→ **Material for this exercise**
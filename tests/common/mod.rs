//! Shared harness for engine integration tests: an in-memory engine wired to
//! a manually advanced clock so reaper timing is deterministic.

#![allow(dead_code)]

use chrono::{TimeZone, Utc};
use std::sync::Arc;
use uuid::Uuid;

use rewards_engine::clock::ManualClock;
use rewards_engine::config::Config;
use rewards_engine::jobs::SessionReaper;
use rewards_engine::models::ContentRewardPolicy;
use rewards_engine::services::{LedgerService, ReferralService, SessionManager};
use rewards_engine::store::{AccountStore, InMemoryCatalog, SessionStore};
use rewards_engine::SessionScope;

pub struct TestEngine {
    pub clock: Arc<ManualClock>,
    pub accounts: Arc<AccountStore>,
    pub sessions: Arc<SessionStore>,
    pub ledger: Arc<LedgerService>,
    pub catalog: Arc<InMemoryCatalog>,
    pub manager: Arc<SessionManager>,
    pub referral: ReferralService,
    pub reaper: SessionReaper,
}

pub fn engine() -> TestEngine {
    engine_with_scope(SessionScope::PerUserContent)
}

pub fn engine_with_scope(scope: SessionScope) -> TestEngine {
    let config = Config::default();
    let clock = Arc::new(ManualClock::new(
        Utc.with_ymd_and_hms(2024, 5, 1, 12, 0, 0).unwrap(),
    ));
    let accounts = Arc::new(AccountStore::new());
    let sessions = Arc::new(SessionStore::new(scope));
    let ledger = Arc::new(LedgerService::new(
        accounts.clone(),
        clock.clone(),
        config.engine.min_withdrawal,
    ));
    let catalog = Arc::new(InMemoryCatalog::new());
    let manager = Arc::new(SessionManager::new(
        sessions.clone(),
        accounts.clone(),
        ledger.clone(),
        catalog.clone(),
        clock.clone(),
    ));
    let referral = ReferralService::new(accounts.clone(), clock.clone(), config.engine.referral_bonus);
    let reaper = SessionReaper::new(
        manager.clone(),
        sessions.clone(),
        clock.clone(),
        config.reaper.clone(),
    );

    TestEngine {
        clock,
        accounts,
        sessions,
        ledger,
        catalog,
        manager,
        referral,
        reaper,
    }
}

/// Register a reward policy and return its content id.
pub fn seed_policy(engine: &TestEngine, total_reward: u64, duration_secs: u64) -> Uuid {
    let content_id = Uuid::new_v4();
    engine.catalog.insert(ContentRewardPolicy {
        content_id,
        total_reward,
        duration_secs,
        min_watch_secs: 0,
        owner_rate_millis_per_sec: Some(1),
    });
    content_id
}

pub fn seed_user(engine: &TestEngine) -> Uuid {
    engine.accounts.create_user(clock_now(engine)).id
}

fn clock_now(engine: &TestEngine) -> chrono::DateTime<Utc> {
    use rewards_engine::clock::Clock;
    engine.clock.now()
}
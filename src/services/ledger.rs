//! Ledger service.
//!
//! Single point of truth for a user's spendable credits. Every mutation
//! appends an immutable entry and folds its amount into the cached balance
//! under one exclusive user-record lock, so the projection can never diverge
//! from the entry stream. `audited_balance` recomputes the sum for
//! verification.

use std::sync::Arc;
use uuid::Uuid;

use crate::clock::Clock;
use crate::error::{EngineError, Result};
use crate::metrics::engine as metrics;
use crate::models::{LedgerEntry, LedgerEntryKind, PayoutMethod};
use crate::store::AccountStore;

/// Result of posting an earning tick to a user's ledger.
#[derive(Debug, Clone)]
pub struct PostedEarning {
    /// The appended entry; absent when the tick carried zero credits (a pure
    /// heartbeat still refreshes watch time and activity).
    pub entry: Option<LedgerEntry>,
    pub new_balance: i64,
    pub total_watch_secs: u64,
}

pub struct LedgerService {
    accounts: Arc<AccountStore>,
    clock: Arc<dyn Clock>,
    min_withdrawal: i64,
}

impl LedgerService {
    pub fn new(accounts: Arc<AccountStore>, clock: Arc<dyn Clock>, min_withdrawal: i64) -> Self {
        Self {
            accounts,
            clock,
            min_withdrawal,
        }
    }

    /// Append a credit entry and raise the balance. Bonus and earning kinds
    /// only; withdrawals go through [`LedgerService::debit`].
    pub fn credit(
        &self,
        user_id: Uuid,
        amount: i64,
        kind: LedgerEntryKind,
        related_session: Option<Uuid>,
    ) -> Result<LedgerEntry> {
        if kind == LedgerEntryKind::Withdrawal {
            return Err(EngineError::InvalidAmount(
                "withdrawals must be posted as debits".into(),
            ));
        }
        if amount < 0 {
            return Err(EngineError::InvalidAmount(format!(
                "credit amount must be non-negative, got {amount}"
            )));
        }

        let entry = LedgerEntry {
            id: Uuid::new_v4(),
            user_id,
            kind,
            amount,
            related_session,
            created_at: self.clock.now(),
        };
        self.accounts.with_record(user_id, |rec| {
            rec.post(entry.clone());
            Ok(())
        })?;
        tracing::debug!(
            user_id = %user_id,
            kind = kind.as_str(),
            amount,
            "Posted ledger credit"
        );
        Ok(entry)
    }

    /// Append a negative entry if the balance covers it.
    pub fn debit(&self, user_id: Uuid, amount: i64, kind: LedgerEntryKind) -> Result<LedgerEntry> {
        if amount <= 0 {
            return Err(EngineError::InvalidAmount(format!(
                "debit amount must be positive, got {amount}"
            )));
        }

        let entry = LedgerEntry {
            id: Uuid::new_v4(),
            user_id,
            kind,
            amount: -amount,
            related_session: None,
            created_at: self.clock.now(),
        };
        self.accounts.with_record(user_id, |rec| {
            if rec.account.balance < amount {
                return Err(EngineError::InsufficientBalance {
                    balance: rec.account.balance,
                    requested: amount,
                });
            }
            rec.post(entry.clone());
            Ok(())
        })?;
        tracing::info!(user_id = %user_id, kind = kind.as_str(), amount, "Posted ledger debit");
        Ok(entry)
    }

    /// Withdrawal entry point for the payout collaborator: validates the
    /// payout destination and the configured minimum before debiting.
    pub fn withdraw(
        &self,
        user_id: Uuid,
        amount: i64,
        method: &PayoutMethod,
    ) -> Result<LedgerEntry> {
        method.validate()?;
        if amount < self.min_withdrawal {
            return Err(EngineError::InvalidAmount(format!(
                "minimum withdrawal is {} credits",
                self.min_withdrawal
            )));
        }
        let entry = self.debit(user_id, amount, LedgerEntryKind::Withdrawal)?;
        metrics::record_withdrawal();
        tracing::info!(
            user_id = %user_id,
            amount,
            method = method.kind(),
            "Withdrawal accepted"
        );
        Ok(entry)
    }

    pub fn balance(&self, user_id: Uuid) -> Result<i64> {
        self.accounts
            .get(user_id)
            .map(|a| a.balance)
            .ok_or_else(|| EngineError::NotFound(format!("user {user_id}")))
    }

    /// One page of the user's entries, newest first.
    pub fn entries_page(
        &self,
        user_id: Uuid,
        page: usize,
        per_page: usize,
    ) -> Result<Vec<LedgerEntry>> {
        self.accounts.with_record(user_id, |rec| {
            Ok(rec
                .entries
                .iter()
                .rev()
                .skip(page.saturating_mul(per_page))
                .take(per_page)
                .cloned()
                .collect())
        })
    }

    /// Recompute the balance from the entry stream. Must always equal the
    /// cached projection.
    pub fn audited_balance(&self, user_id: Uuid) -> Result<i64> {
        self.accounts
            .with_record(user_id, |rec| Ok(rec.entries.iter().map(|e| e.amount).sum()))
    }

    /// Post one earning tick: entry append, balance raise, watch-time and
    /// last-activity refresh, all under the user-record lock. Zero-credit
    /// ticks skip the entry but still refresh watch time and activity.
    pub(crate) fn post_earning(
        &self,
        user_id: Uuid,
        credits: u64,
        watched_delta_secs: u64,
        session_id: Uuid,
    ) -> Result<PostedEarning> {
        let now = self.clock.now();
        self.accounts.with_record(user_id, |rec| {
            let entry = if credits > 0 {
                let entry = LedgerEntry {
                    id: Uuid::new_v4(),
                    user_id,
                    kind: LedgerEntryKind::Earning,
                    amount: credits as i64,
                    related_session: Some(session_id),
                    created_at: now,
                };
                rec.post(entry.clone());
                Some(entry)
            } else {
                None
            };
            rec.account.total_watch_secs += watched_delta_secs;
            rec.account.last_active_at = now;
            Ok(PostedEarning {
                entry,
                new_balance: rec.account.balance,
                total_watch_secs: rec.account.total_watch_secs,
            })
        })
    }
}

→ **Task**
For the string "SessionStore", show each line of the entries above where it occurs.

→ **Answer to this problem**
use rewards_engine::store::{AccountStore, InMemoryCatalog, SessionStore};
    pub sessions: Arc<SessionStore>,
    let sessions = Arc::new(SessionStore::new(scope));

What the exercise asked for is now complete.